Task brief:
Your answer must be the lines of the entries below, exactly as written, from the first line through the line containing "static REQUEST_COUNTER: AtomicU64".

Content starts

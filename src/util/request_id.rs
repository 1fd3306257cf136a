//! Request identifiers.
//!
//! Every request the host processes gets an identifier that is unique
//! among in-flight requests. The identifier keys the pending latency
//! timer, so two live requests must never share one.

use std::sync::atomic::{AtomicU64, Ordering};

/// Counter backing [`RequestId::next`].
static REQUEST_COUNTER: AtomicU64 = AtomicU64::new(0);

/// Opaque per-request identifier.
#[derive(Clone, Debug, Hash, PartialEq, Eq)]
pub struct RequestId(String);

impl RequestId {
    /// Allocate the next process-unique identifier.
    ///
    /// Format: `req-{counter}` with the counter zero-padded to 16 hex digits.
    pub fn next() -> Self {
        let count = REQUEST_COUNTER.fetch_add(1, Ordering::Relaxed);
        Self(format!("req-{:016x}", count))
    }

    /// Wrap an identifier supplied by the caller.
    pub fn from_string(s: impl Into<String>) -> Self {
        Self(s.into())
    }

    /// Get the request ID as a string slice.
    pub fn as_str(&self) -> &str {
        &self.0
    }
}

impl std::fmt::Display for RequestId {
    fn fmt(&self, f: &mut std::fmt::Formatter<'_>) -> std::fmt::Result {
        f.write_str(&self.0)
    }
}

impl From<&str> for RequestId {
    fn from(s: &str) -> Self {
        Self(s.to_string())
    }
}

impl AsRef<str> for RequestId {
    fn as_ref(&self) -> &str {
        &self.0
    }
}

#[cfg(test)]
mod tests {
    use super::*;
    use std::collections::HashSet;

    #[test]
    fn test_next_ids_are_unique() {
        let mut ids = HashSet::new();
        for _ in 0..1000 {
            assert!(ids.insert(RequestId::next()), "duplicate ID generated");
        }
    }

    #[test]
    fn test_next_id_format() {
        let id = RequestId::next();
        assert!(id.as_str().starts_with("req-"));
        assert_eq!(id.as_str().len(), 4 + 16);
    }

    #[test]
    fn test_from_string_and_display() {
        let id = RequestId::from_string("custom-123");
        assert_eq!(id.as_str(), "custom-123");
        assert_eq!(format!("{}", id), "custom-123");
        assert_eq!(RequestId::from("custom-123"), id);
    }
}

Content ends

Answer to this problem:
filename src/util/request_id.rs
repository 1fd3306257cf136a
//! Request identifiers.
//!
//! Every request the host processes gets an identifier that is unique
//! among in-flight requests. The identifier keys the pending latency
//! timer, so two live requests must never share one.

use std::sync::atomic::{AtomicU64, Ordering};

/// Counter backing [`RequestId::next`].
static REQUEST_COUNTER: AtomicU64 = AtomicU64::new(0);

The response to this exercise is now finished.